## Task requirements
Exactly as given, reproduce the records in full.

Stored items
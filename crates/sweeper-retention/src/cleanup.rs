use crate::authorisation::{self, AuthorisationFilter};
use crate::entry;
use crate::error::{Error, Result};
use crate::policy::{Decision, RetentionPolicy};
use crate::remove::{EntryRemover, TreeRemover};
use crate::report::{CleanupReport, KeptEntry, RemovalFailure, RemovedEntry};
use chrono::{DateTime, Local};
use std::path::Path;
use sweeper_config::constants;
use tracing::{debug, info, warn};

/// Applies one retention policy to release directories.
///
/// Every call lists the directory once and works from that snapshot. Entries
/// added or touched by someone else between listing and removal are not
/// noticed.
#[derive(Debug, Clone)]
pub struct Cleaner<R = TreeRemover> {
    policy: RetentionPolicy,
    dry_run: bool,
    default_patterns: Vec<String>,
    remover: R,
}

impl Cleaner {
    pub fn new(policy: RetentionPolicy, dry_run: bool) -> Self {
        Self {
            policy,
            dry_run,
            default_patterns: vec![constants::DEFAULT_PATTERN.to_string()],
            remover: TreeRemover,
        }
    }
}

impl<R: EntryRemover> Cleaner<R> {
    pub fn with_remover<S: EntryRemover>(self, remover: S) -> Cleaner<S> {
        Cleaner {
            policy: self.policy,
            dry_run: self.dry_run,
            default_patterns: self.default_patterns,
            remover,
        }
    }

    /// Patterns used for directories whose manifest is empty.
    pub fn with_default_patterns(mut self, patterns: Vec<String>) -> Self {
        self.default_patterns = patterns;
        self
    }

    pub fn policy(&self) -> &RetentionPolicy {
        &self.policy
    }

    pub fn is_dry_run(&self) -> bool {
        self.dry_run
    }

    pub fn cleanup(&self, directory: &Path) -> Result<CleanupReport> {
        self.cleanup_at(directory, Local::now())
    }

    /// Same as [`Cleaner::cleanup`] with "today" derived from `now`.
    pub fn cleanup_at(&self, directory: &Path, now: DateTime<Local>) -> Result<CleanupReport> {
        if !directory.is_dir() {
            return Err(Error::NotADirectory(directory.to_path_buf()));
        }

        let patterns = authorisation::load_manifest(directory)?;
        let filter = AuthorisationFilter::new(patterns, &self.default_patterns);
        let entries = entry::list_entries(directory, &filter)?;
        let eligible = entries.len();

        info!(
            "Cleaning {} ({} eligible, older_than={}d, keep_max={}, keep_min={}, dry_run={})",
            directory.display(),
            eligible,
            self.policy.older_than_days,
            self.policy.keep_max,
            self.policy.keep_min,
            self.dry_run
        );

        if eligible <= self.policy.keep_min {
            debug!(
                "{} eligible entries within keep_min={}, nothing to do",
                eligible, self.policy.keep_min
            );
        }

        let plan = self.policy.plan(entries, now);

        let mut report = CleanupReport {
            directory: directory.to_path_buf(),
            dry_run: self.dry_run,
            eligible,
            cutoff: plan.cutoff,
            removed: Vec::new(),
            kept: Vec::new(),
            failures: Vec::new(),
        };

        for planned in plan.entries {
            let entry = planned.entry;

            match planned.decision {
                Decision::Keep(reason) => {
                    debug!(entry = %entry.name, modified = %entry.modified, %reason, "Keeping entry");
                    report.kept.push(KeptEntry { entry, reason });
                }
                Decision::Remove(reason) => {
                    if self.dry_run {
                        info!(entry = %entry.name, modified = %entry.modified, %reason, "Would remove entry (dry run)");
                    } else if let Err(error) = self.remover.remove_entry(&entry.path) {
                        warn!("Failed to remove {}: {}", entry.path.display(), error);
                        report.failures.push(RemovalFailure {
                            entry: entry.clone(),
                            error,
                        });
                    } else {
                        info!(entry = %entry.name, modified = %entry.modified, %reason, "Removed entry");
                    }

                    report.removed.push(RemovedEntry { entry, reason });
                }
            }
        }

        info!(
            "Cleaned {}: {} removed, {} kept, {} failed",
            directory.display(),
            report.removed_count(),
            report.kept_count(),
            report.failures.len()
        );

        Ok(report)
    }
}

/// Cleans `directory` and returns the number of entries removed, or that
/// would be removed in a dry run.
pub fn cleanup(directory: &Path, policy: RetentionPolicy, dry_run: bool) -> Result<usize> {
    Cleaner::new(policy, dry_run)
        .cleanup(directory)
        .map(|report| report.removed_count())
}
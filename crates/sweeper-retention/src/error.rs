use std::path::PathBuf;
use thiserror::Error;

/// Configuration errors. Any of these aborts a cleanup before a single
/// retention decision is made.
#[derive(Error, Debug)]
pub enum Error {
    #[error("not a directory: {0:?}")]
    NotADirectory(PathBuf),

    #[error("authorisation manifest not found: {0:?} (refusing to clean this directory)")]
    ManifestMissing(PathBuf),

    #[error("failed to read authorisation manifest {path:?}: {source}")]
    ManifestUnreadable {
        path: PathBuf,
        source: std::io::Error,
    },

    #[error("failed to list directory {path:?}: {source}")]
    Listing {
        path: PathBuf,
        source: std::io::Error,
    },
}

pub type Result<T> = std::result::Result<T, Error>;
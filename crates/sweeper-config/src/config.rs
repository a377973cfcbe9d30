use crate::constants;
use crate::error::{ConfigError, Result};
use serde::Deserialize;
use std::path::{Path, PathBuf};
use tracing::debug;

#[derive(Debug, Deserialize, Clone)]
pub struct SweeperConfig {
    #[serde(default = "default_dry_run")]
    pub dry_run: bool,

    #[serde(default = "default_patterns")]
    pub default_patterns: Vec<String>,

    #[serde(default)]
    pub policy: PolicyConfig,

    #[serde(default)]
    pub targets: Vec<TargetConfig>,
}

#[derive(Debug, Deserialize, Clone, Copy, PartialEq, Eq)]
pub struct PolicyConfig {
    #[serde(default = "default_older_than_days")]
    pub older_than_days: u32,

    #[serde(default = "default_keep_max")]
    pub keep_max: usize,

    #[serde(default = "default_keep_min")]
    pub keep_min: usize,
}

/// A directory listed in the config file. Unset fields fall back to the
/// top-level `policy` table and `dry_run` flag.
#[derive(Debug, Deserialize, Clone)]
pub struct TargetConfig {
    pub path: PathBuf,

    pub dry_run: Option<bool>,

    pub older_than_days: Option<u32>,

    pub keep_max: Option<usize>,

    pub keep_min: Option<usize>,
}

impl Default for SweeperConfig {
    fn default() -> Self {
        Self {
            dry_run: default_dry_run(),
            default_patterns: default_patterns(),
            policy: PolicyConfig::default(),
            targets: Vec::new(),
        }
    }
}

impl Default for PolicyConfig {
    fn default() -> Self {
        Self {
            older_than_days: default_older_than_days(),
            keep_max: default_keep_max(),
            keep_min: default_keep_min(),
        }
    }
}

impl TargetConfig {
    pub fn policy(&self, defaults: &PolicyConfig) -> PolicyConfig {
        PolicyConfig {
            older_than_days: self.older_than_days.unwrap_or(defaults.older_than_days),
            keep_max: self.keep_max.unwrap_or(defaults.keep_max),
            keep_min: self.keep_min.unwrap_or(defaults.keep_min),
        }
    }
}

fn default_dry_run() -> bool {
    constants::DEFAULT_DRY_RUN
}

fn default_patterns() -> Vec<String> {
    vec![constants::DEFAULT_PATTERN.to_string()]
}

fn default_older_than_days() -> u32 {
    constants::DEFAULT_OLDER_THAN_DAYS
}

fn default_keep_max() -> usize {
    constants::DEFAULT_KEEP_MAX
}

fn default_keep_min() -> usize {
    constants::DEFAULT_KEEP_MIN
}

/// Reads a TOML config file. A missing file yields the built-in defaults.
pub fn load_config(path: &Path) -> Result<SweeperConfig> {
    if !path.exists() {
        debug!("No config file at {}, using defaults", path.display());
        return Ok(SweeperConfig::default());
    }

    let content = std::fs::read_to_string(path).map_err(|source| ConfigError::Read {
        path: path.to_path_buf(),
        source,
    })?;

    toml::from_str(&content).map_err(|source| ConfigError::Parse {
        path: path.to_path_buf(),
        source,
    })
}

## Exercise result
filename crates/sweeper-retention/src/cleanup.rs
use crate::authorisation::{self, AuthorisationFilter};
use crate::entry;
use crate::error::{Error, Result};
use crate::policy::{Decision, RetentionPolicy};
use crate::remove::{EntryRemover, TreeRemover};
use crate::report::{CleanupReport, KeptEntry, RemovalFailure, RemovedEntry};
use chrono::{DateTime, Local};
use std::path::Path;
use sweeper_config::constants;
use tracing::{debug, info, warn};

/// Applies one retention policy to release directories.
///
/// Every call lists the directory once and works from that snapshot. Entries
/// added or touched by someone else between listing and removal are not
/// noticed.
#[derive(Debug, Clone)]
pub struct Cleaner<R = TreeRemover> {
    policy: RetentionPolicy,
    dry_run: bool,
    default_patterns: Vec<String>,
    remover: R,
}

impl Cleaner {
    pub fn new(policy: RetentionPolicy, dry_run: bool) -> Self {
        Self {
            policy,
            dry_run,
            default_patterns: vec![constants::DEFAULT_PATTERN.to_string()],
            remover: TreeRemover,
        }
    }
}

impl<R: EntryRemover> Cleaner<R> {
    pub fn with_remover<S: EntryRemover>(self, remover: S) -> Cleaner<S> {
        Cleaner {
            policy: self.policy,
            dry_run: self.dry_run,
            default_patterns: self.default_patterns,
            remover,
        }
    }

    /// Patterns used for directories whose manifest is empty.
    pub fn with_default_patterns(mut self, patterns: Vec<String>) -> Self {
        self.default_patterns = patterns;
        self
    }

    pub fn policy(&self) -> &RetentionPolicy {
        &self.policy
    }

    pub fn is_dry_run(&self) -> bool {
        self.dry_run
    }

    pub fn cleanup(&self, directory: &Path) -> Result<CleanupReport> {
        self.cleanup_at(directory, Local::now())
    }

    /// Same as [`Cleaner::cleanup`] with "today" derived from `now`.
    pub fn cleanup_at(&self, directory: &Path, now: DateTime<Local>) -> Result<CleanupReport> {
        if !directory.is_dir() {
            return Err(Error::NotADirectory(directory.to_path_buf()));
        }

        let patterns = authorisation::load_manifest(directory)?;
        let filter = AuthorisationFilter::new(patterns, &self.default_patterns);
        let entries = entry::list_entries(directory, &filter)?;
        let eligible = entries.len();

        info!(
            "Cleaning {} ({} eligible, older_than={}d, keep_max={}, keep_min={}, dry_run={})",
            directory.display(),
            eligible,
            self.policy.older_than_days,
            self.policy.keep_max,
            self.policy.keep_min,
            self.dry_run
        );

        if eligible <= self.policy.keep_min {
            debug!(
                "{} eligible entries within keep_min={}, nothing to do",
                eligible, self.policy.keep_min
            );
        }

        let plan = self.policy.plan(entries, now);

        let mut report = CleanupReport {
            directory: directory.to_path_buf(),
            dry_run: self.dry_run,
            eligible,
            cutoff: plan.cutoff,
            removed: Vec::new(),
            kept: Vec::new(),
            failures: Vec::new(),
        };

        for planned in plan.entries {
            let entry = planned.entry;

            match planned.decision {
                Decision::Keep(reason) => {
                    debug!(entry = %entry.name, modified = %entry.modified, %reason, "Keeping entry");
                    report.kept.push(KeptEntry { entry, reason });
                }
                Decision::Remove(reason) => {
                    if self.dry_run {
                        info!(entry = %entry.name, modified = %entry.modified, %reason, "Would remove entry (dry run)");
                    } else if let Err(error) = self.remover.remove_entry(&entry.path) {
                        warn!("Failed to remove {}: {}", entry.path.display(), error);
                        report.failures.push(RemovalFailure {
                            entry: entry.clone(),
                            error,
                        });
                    } else {
                        info!(entry = %entry.name, modified = %entry.modified, %reason, "Removed entry");
                    }

                    report.removed.push(RemovedEntry { entry, reason });
                }
            }
        }

        info!(
            "Cleaned {}: {} removed, {} kept, {} failed",
            directory.display(),
            report.removed_count(),
            report.kept_count(),
            report.failures.len()
        );

        Ok(report)
    }
}

/// Cleans `directory` and returns the number of entries removed, or that
/// would be removed in a dry run.
pub fn cleanup(directory: &Path, policy: RetentionPolicy, dry_run: bool) -> Result<usize> {
    Cleaner::new(policy, dry_run)
        .cleanup(directory)
        .map(|report| report.removed_count())
}
filename crates/sweeper-retention/src/error.rs
use std::path::PathBuf;
use thiserror::Error;

/// Configuration errors. Any of these aborts a cleanup before a single
/// retention decision is made.
#[derive(Error, Debug)]
pub enum Error {
    #[error("not a directory: {0:?}")]
    NotADirectory(PathBuf),

    #[error("authorisation manifest not found: {0:?} (refusing to clean this directory)")]
    ManifestMissing(PathBuf),

    #[error("failed to read authorisation manifest {path:?}: {source}")]
    ManifestUnreadable {
        path: PathBuf,
        source: std::io::Error,
    },

    #[error("failed to list directory {path:?}: {source}")]
    Listing {
        path: PathBuf,
        source: std::io::Error,
    },
}

pub type Result<T> = std::result::Result<T, Error>;
filename crates/sweeper-config/src/config.rs
repository a377973cfcbe9d30
use crate::constants;
use crate::error::{ConfigError, Result};
use serde::Deserialize;
use std::path::{Path, PathBuf};
use tracing::debug;

#[derive(Debug, Deserialize, Clone)]
pub struct SweeperConfig {
    #[serde(default = "default_dry_run")]
    pub dry_run: bool,

    #[serde(default = "default_patterns")]
    pub default_patterns: Vec<String>,

    #[serde(default)]
    pub policy: PolicyConfig,

    #[serde(default)]
    pub targets: Vec<TargetConfig>,
}

#[derive(Debug, Deserialize, Clone, Copy, PartialEq, Eq)]
pub struct PolicyConfig {
    #[serde(default = "default_older_than_days")]
    pub older_than_days: u32,

    #[serde(default = "default_keep_max")]
    pub keep_max: usize,

    #[serde(default = "default_keep_min")]
    pub keep_min: usize,
}

/// A directory listed in the config file. Unset fields fall back to the
/// top-level `policy` table and `dry_run` flag.
#[derive(Debug, Deserialize, Clone)]
pub struct TargetConfig {
    pub path: PathBuf,

    pub dry_run: Option<bool>,

    pub older_than_days: Option<u32>,

    pub keep_max: Option<usize>,

    pub keep_min: Option<usize>,
}

impl Default for SweeperConfig {
    fn default() -> Self {
        Self {
            dry_run: default_dry_run(),
            default_patterns: default_patterns(),
            policy: PolicyConfig::default(),
            targets: Vec::new(),
        }
    }
}

impl Default for PolicyConfig {
    fn default() -> Self {
        Self {
            older_than_days: default_older_than_days(),
            keep_max: default_keep_max(),
            keep_min: default_keep_min(),
        }
    }
}

impl TargetConfig {
    pub fn policy(&self, defaults: &PolicyConfig) -> PolicyConfig {
        PolicyConfig {
            older_than_days: self.older_than_days.unwrap_or(defaults.older_than_days),
            keep_max: self.keep_max.unwrap_or(defaults.keep_max),
            keep_min: self.keep_min.unwrap_or(defaults.keep_min),
        }
    }
}

fn default_dry_run() -> bool {
    constants::DEFAULT_DRY_RUN
}

fn default_patterns() -> Vec<String> {
    vec![constants::DEFAULT_PATTERN.to_string()]
}

fn default_older_than_days() -> u32 {
    constants::DEFAULT_OLDER_THAN_DAYS
}

fn default_keep_max() -> usize {
    constants::DEFAULT_KEEP_MAX
}

fn default_keep_min() -> usize {
    constants::DEFAULT_KEEP_MIN
}

/// Reads a TOML config file. A missing file yields the built-in defaults.
pub fn load_config(path: &Path) -> Result<SweeperConfig> {
    if !path.exists() {
        debug!("No config file at {}, using defaults", path.display());
        return Ok(SweeperConfig::default());
    }

    let content = std::fs::read_to_string(path).map_err(|source| ConfigError::Read {
        path: path.to_path_buf(),
        source,
    })?;

    toml::from_str(&content).map_err(|source| ConfigError::Parse {
        path: path.to_path_buf(),
        source,
    })
}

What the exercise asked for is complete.